**BRIEF**
Find "no extra fields." in the records that follow; print that line and each subsequent line through the last one, verbatim and with nothing added.

=== Begin Enclosure ===

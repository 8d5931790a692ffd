// Copyright (c) 2025 Erick Bourgeois, firestoned
// SPDX-License-Identifier: MIT

//! Zone and record listing.
//!
//! Records of a zone come from a full zone transfer through the
//! [`DnsTransport`]. The zones a server hosts are not discoverable over DNS,
//! so they are read from BIND9's statistics channel by a [`ZoneLister`].
//!
//! Both listings degrade instead of failing: a refused transfer or an
//! unreachable statistics channel yields an empty [`Listing`] carrying the
//! error, which callers show next to the (empty) result.

use anyhow::{Context, Result};
use async_trait::async_trait;
use reqwest::Client as HttpClient;
use serde::Deserialize;
use std::collections::BTreeMap;
use std::time::Duration;
use tracing::{debug, error, info, warn};
use url::Url;

use super::transport::DnsTransport;
use super::types::{BindServer, Listing, ZoneRecord};
use crate::constants::{
    DEFAULT_STATISTICS_TIMEOUT_SECS, STATISTICS_BUILTIN_ZONE_TYPE, STATISTICS_ZONES_PATH,
};
use crate::dns_errors::{DnsError, TransferError};

/// Label used in errors for server-wide listings that have no zone.
const ALL_ZONES: &str = "*";

/// Enumerates the zones a server is authoritative for.
#[async_trait]
pub trait ZoneLister: Send + Sync {
    /// Zone names hosted by `server`, sorted and without duplicates.
    ///
    /// # Errors
    ///
    /// Returns a [`TransferError`] if the zone list cannot be read.
    async fn list_zones(&self, server: &BindServer) -> Result<Vec<String>, TransferError>;
}

/// [`ZoneLister`] backed by the BIND9 statistics channel JSON API.
#[derive(Debug, Clone)]
pub struct StatisticsZoneLister {
    client: HttpClient,
}

impl StatisticsZoneLister {
    /// Create a lister whose HTTP requests give up after `timeout`.
    ///
    /// # Errors
    ///
    /// Returns an error if the HTTP client cannot be built.
    pub fn new(timeout: Duration) -> Result<Self> {
        let client = HttpClient::builder()
            .timeout(timeout)
            .build()
            .context("Failed to build statistics channel HTTP client")?;
        Ok(Self { client })
    }

    /// Create a lister with the default timeout.
    ///
    /// # Errors
    ///
    /// Returns an error if the HTTP client cannot be built.
    pub fn with_default_timeout() -> Result<Self> {
        Self::new(Duration::from_secs(DEFAULT_STATISTICS_TIMEOUT_SECS))
    }
}

#[async_trait]
impl ZoneLister for StatisticsZoneLister {
    async fn list_zones(&self, server: &BindServer) -> Result<Vec<String>, TransferError> {
        let failed = |reason: String| TransferError::TransferFailed {
            zone: ALL_ZONES.to_string(),
            server: server.hostname.clone(),
            reason,
        };

        let url = build_statistics_url(server).map_err(|e| failed(e.to_string()))?;
        info!(url = %url, "HTTP request to statistics channel");

        let response = self
            .client
            .get(url.clone())
            .send()
            .await
            .map_err(|e| failed(format!("request to {url} failed: {e}")))?;

        let status = response.status();
        if !status.is_success() {
            error!(url = %url, status = %status, "Statistics channel request failed");
            return Err(failed(format!("HTTP {status} from {url}")));
        }

        let body = response
            .text()
            .await
            .map_err(|e| failed(format!("failed to read response body: {e}")))?;

        let zones = parse_zone_names(&body)
            .map_err(|e| failed(format!("invalid statistics document: {e}")))?;
        debug!(url = %url, zones = zones.len(), "Parsed statistics channel zones");
        Ok(zones)
    }
}

/// Build `http://<host>:<statistics_port>/json/v1/zones` for `server`.
///
/// # Errors
///
/// Returns an error if the hostname does not form a valid URL.
pub(crate) fn build_statistics_url(server: &BindServer) -> Result<Url> {
    let host = &server.hostname;
    let authority = if host.contains(':') && !host.starts_with('[') {
        format!("[{host}]:{}", server.statistics_port)
    } else {
        format!("{host}:{}", server.statistics_port)
    };

    let base = Url::parse(&format!("http://{authority}"))
        .with_context(|| format!("Invalid statistics channel host: {host}"))?;
    base.join(STATISTICS_ZONES_PATH)
        .with_context(|| format!("Invalid statistics channel path for {host}"))
}

#[derive(Debug, Deserialize)]
struct StatisticsDocument {
    #[serde(default)]
    views: BTreeMap<String, StatisticsView>,
}

#[derive(Debug, Deserialize)]
struct StatisticsView {
    #[serde(default)]
    zones: Vec<StatisticsZone>,
}

#[derive(Debug, Deserialize)]
struct StatisticsZone {
    name: String,
    #[serde(rename = "type", default)]
    zone_type: Option<String>,
}

/// Extract zone names from a `/json/v1/zones` document.
///
/// Zones from every view are merged; BIND's built-in zones (`localhost`,
/// the RFC 1918 empty zones, ...) are left out.
pub(crate) fn parse_zone_names(body: &str) -> serde_json::Result<Vec<String>> {
    let document: StatisticsDocument = serde_json::from_str(body)?;

    let mut zones: Vec<String> = document
        .views
        .into_values()
        .flat_map(|view| view.zones)
        .filter(|zone| zone.zone_type.as_deref() != Some(STATISTICS_BUILTIN_ZONE_TYPE))
        .map(|zone| zone.name)
        .collect();
    zones.sort();
    zones.dedup();
    Ok(zones)
}

/// Records of `zone` on `server`, or an empty listing with the reason.
pub async fn list_zone_records(
    transport: &dyn DnsTransport,
    server: &BindServer,
    zone: &str,
) -> Listing<ZoneRecord> {
    match transport.transfer_zone(server, zone).await {
        Ok(records) => Listing::complete(records),
        Err(e) => {
            if matches!(e, TransferError::TransferDenied { .. }) {
                warn!(server = %server.hostname, zone = %zone, "Zone transfer denied, listing is empty");
            }
            Listing::degraded(DnsError::from(e))
        }
    }
}

/// Zones hosted by `server`, or an empty listing with the reason.
pub async fn list_server_zones(lister: &dyn ZoneLister, server: &BindServer) -> Listing<String> {
    match lister.list_zones(server).await {
        Ok(zones) => Listing::complete(zones),
        Err(e) => {
            warn!(server = %server.hostname, "Zone list unavailable: {e}");
            Listing::degraded(DnsError::from(e))
        }
    }
}

#[cfg(test)]
#[path = "zone_ops_tests.rs"]
mod zone_ops_tests;
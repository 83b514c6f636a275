//! Player records as stored in the dataset file.

use serde::{Deserialize, Serialize};
use serde_json::{Map, Value};

/// Match outcome marking a win in [`PlayerData::last`].
pub const WIN: i32 = 1;

/// Top-level shape of the dataset file.
#[derive(Debug, Clone, Default, Serialize, Deserialize)]
pub struct PlayersDocument {
    pub players: Vec<Player>,
}

/// A single player record.
///
/// Only the fields the API computes with are typed. Everything else in the
/// record (names, pictures, points, ...) is kept in `extra` so responses
/// return the record as it appears in the file.
#[derive(Debug, Clone, PartialEq, Serialize, Deserialize)]
pub struct Player {
    pub id: i64,
    pub country: Country,
    pub data: PlayerData,
    #[serde(flatten)]
    pub extra: Map<String, Value>,
}

#[derive(Debug, Clone, PartialEq, Serialize, Deserialize)]
pub struct Country {
    pub code: String,
    #[serde(flatten)]
    pub extra: Map<String, Value>,
}

/// Ranking and physical data for a player.
#[derive(Debug, Clone, PartialEq, Serialize, Deserialize)]
pub struct PlayerData {
    pub rank: i32,

    /// Weight in grams
    pub weight: i32,

    /// Height in centimeters
    pub height: i32,

    /// Recent match outcomes, most recent first
    pub last: Vec<i32>,

    #[serde(flatten)]
    pub extra: Map<String, Value>,
}

impl PlayerData {
    /// Number of wins in the recent match history.
    pub fn wins(&self) -> u32 {
        self.last.iter().filter(|&&outcome| outcome == WIN).count() as u32
    }

    /// Number of matches in the recent match history.
    pub fn matches(&self) -> u32 {
        self.last.len() as u32
    }

    /// Body-mass index (kg / m²). `None` when the height is not positive.
    pub fn bmi(&self) -> Option<f64> {
        if self.height <= 0 {
            return None;
        }
        let weight_kg = self.weight as f64 / 1000.0;
        let height_m = self.height as f64 / 100.0;
        Some(weight_kg / (height_m * height_m))
    }
}

impl Player {
    /// Build a player with no extra fields.
    pub fn new(id: i64, country_code: &str, rank: i32, weight: i32, height: i32, last: Vec<i32>) -> Self {
        Self {
            id,
            country: Country {
                code: country_code.to_string(),
                extra: Map::new(),
            },
            data: PlayerData {
                rank,
                weight,
                height,
                last,
                extra: Map::new(),
            },
            extra: Map::new(),
        }
    }
}
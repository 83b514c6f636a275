//! # Tennis Stats
//!
//! A read-only HTTP API over a static tennis player dataset.
//!
//! ## Architecture
//!
//! - **models**: Player records and derived statistics
//! - **storage**: Dataset file loading
//! - **api**: REST API endpoints
//! - **calculate**: Dataset-wide statistics computation
//! - **config**: Configuration loading and validation

pub mod api;
pub mod calculate;
pub mod config;
pub mod models;
pub mod storage;

pub use models::*;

=== End Enclosure ===

**RESPONSE**
    /// Build a player with no extra fields.
    pub fn new(id: i64, country_code: &str, rank: i32, weight: i32, height: i32, last: Vec<i32>) -> Self {
        Self {
            id,
            country: Country {
                code: country_code.to_string(),
                extra: Map::new(),
            },
            data: PlayerData {
                rank,
                weight,
                height,
                last,
                extra: Map::new(),
            },
            extra: Map::new(),
        }
    }
}
repository 83b514c6f636a275
//! # Tennis Stats
//!
//! A read-only HTTP API over a static tennis player dataset.
//!
//! ## Architecture
//!
//! - **models**: Player records and derived statistics
//! - **storage**: Dataset file loading
//! - **api**: REST API endpoints
//! - **calculate**: Dataset-wide statistics computation
//! - **config**: Configuration loading and validation

pub mod api;
pub mod calculate;
pub mod config;
pub mod models;
pub mod storage;

pub use models::*;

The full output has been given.